Under the All-India federal scheme launched in 1935, the British sought to pack the federal legislature with the princes and their nominees. The aim was to bypass the Congress "firebrands" agitating for instant independence. After the princes failed to capitalise on this offer, the British virtually gave them up. So much so that on the eve of independence the viceroy dangled the princely territories before the same Congress agitators, in a trade-off, to persuade the latter to accept partition - the land to be gained being larger than that to be given up in the establishment of Pakistan.
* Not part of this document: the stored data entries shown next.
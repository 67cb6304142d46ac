//! Transactions and statements, as the engine sees them.
//!
//! The engine reads and writes only the fields below; driving a
//! transaction through begin/prepare/commit/rollback is the manager's
//! concern (`manager.rs`).

use strata_types::{Psn, SpaceId, Tuple, TxnId};

use crate::arena::{GapId, HoleId, StmtId, StoryId, TrackerId};
use crate::stats::ALLOC_CATEGORY_COUNT;

/// Isolation level of a transaction.
#[derive(Debug, Clone, Copy, PartialEq, Eq, Default)]
pub enum Isolation {
    /// Sees prepared but unconfirmed changes.
    ReadCommitted,
    /// Sees only confirmed changes.
    ReadConfirmed,
    /// Like `ReadConfirmed`, plus a linearizability fence above the engine.
    Linearizable,
    /// Read-only so far: confirmed view; has written: sees prepared, which
    /// avoids trivial write-write conflicts.
    #[default]
    BestEffort,
}

/// Lifecycle status of a transaction.
#[derive(Debug, Clone, Copy, PartialEq, Eq)]
pub enum TxnStatus {
    InProgress,
    /// Still executing, but sees state frozen at `rv_psn`.
    InReadView,
    Prepared,
    Committed,
    Aborted,
}

impl TxnStatus {
    pub const fn name(self) -> &'static str {
        match self {
            TxnStatus::InProgress => "in progress",
            TxnStatus::InReadView => "in read view",
            TxnStatus::Prepared => "prepared",
            TxnStatus::Committed => "committed",
            TxnStatus::Aborted => "aborted",
        }
    }
}

/// One transaction registered with the engine.
pub struct Txn {
    pub id: TxnId,
    /// Zero until prepared.
    pub psn: Psn,
    /// Zero unless the transaction is in a read view; otherwise the PSN
    /// beyond which it must not see changes.
    pub rv_psn: Psn,
    pub isolation: Isolation,
    pub status: TxnStatus,
    /// Read trackers of this transaction, most recently used at the back.
    pub read_set: Vec<TrackerId>,
    /// Gap items of this transaction.
    pub gap_list: Vec<GapId>,
    /// Point holes of this transaction.
    pub point_holes: Vec<HoleId>,
    /// Statements in execution order.
    pub stmts: Vec<StmtId>,
    /// Set when the transaction performs DDL.
    pub is_schema_changed: bool,
    /// Bytes allocated for this transaction, by category.
    pub alloc_stats: [u64; ALLOC_CATEGORY_COUNT],
}

impl Txn {
    pub(crate) fn new(id: TxnId, isolation: Isolation) -> Self {
        Self {
            id,
            psn: Psn::NONE,
            rv_psn: Psn::NONE,
            isolation,
            status: TxnStatus::InProgress,
            read_set: Vec::new(),
            gap_list: Vec::new(),
            point_holes: Vec::new(),
            stmts: Vec::new(),
            is_schema_changed: false,
            alloc_stats: [0; ALLOC_CATEGORY_COUNT],
        }
    }

    /// Whether the transaction has performed any write.
    #[inline]
    pub fn has_writes(&self) -> bool {
        !self.stmts.is_empty()
    }
}

/// One write statement of a transaction.
///
/// `next_in_del_list` chains the statements of different transactions
/// that all intend to delete the same story; the head of the chain is the
/// story's `del_stmt`.
pub struct Stmt {
    pub txn: TxnId,
    pub space: SpaceId,
    pub add_story: Option<StoryId>,
    pub del_story: Option<StoryId>,
    pub next_in_del_list: Option<StmtId>,
    /// The tuple this statement displaced (or failed to find) was this
    /// transaction's own change, so no precondition tracking is needed.
    pub is_own_change: bool,
    /// Saved for the storyless rollback path: what the statement removed
    /// and inserted, physically.
    pub rollback_old: Option<Tuple>,
    pub rollback_new: Option<Tuple>,
}

impl Stmt {
    pub(crate) fn new(txn: TxnId, space: SpaceId) -> Self {
        Self {
            txn,
            space,
            add_story: None,
            del_story: None,
            next_in_del_list: None,
            is_own_change: false,
            rollback_old: None,
            rollback_new: None,
        }
    }
}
Lord Mountbatten, the viceroy, on whose staff I served as an aide-de-camp, used to say that by arranging the accession of the princes to India and Pakistan he had saved them from a worse fate. Which brings me to the other question raised in the book. Since the author asserts that despite the princes' obvious blemishes - their disunity, myopic vision and erratic behaviour - he found "no empirical evidence that the states were about to self-destruct", was the princely doom so certain and inevitable? For the success of the federal scheme, the princes had to cooperate with moderate Indian politicians in British India, present a united front and introduce some representational government in their territories, which only a few were willing to do. Out of nearly 350 states (leaving out the sub-states in western India), only 18 were considered viable units; the rest would have to be grouped into larger units, their rulers losing powers and territories, which they wished to avoid. In any case, many of the bigger princes, on whose manoeuvrings the author has focused, saw the federal scheme above all as an escape from the rigours of paramountcy and the political department's interference in their administrative and private affairs. My father told me why the scheme failed. Rulers who attended the Round Table Conferences in London in the early 1930s - at which, together with the raja of Sangli, my father represented nearly 200 small states - became convinced that the British were too strong to be shaken by the Congress agitators and therefore there was no need to disturb the status quo.
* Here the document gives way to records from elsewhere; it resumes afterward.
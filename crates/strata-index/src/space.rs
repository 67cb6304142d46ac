//! Spaces: typed tables with a primary key and zero or more secondary keys.

use strata_error::{Result, StrataError};
use strata_types::{SpaceId, Tuple};

use crate::def::{IndexDef, IndexKind};
use crate::index::Index;

/// Per-space tuple statistic, updated when statements commit.
#[derive(Debug, Clone, Copy, Default, PartialEq, Eq)]
pub struct SpaceStat {
    /// Number of committed tuples.
    pub tuple_count: u64,
    /// Approximate committed payload bytes.
    pub bytes: u64,
}

/// A space and its physical indexes.
#[derive(Debug)]
pub struct Space {
    pub id: SpaceId,
    pub name: String,
    /// System spaces are always read with prepared changes visible.
    pub is_system: bool,
    indexes: Vec<Index>,
    pub stat: SpaceStat,
}

impl Space {
    /// Build a space from its index definitions. The first definition is
    /// the primary index.
    pub fn new(id: SpaceId, name: impl Into<String>, defs: Vec<IndexDef>) -> Result<Self> {
        let name = name.into();
        let Some(pk_def) = defs.first() else {
            return Err(StrataError::InvalidSpaceDef {
                reason: format!("space '{name}' has no primary index"),
            });
        };
        if !pk_def.unique {
            return Err(StrataError::InvalidSpaceDef {
                reason: format!("primary index '{}' must be unique", pk_def.name),
            });
        }
        if matches!(pk_def.kind, IndexKind::Func { .. }) {
            return Err(StrataError::InvalidSpaceDef {
                reason: format!("primary index '{}' cannot be functional", pk_def.name),
            });
        }
        if pk_def.key.part_count() == 0 {
            return Err(StrataError::InvalidSpaceDef {
                reason: format!("primary index '{}' has an empty key", pk_def.name),
            });
        }
        for def in &defs {
            if def.multikey {
                return Err(StrataError::MultikeyUnsupported {
                    index: def.name.clone(),
                });
            }
        }
        let pk_parts: Vec<u32> = pk_def.key.parts().to_vec();
        let indexes = defs
            .into_iter()
            .map(|def| Index::new(def, &pk_parts))
            .collect();
        Ok(Self {
            id,
            name,
            is_system: false,
            indexes,
            stat: SpaceStat::default(),
        })
    }

    /// Same as [`Space::new`] but marks the space as a system space.
    pub fn new_system(id: SpaceId, name: impl Into<String>, defs: Vec<IndexDef>) -> Result<Self> {
        let mut space = Self::new(id, name, defs)?;
        space.is_system = true;
        Ok(space)
    }

    #[inline]
    pub fn index_count(&self) -> u32 {
        self.indexes.len() as u32
    }

    #[inline]
    pub fn index(&self, ord: u32) -> &Index {
        &self.indexes[ord as usize]
    }

    #[inline]
    pub fn index_mut(&mut self, ord: u32) -> &mut Index {
        &mut self.indexes[ord as usize]
    }

    #[inline]
    pub fn indexes(&self) -> &[Index] {
        &self.indexes
    }

    /// Fold a committed replacement into the space statistic.
    pub fn update_stat(&mut self, old: Option<&Tuple>, new: Option<&Tuple>) {
        if let Some(t) = old {
            self.stat.tuple_count = self.stat.tuple_count.saturating_sub(1);
            self.stat.bytes = self.stat.bytes.saturating_sub(t.bsize() as u64);
        }
        if let Some(t) = new {
            self.stat.tuple_count += 1;
            self.stat.bytes += t.bsize() as u64;
        }
    }
}

#[cfg(test)]
mod tests {
    use super::*;
    use strata_types::Value;

    #[test]
    fn test_space_requires_unique_primary() {
        let err = Space::new(
            SpaceId::new(1),
            "s",
            vec![IndexDef::tree("pk", [0], false)],
        )
        .unwrap_err();
        assert!(matches!(err, StrataError::InvalidSpaceDef { .. }));
    }

    #[test]
    fn test_space_refuses_multikey() {
        let mut def = IndexDef::tree("sk", [1], false);
        def.multikey = true;
        let err = Space::new(
            SpaceId::new(1),
            "s",
            vec![IndexDef::tree("pk", [0], true), def],
        )
        .unwrap_err();
        assert!(matches!(err, StrataError::MultikeyUnsupported { .. }));
    }

    #[test]
    fn test_stat_tracks_commits() {
        let mut space = Space::new(
            SpaceId::new(1),
            "s",
            vec![IndexDef::tree("pk", [0], true)],
        )
        .unwrap();
        let t = Tuple::new(vec![Value::Int(1)]);
        space.update_stat(None, Some(&t));
        assert_eq!(space.stat.tuple_count, 1);
        space.update_stat(Some(&t), None);
        assert_eq!(space.stat.tuple_count, 0);
    }
}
Influenced by the "anti-constitutional advance'' lobby in England led by Churchill, the officials of the Indian political department also showed no great zeal to push the princes. For example, in Bundelkhand, central India, the only initiative taken by the British resident was to start tournaments of cricket, tennis and squash during Christmas, called the Bundelkhand Week; the idea being that the coming together of the princes on the playing field might help them to take a unified view on the proposed federation. The rulers of middling and small states were totally in the British grip and if the whip had been cracked even lightly, most would have fallen in line, as they did under the more focused policy of the successor Indian state a few years later.

The situation changed drastically after the commencement of the war. The launching of the Quit India movement by the Congress Party in 1942 was seen in Britain as a stab in the back at the moment of Britain's direst peril and decisively turned the British towards the Muslim League and Jinnah, who was quick to offer them the loyalty of Muslim soldiers - 40 per cent of the Indian Army. As the British dependence on Jinnah, in order to counter the Congress pressure, increased, the need to depend on the princes lost importance. The war was also transforming the world, strengthening plebeian ideologies, not the least in Britain itself, and this, taken together with the inability of the princes to negotiate in a realistic way, made it inevitable - and easier - to abandon them.

It is true, as Copland hints, that Mountbatten bullied the princes into signing the instruments of accession in 1947. But there was indeed no other way to save them from a worse fate. Mountbatten knew the next step would be mergers into larger unions or with provinces, ending princely rule. But after he helped the Indian leaders to rope in the princes, the leaders did listen to him, which helped to make the princes' landing as soft as possible. Otherwise, the rulers of a majority of small states would have been uprooted by mobs including those from outside their borders. Only some bigger states could have resisted - but with the Crown Reserve Police gone, for how long?

The princes, as individuals, were not unpopular, as was proved when they won practically every election they fought after independence. But partition had created a psychosis of fear-cum-nationalism. And any impression given at that time that they were obstructing the country's unity would have been disastrous.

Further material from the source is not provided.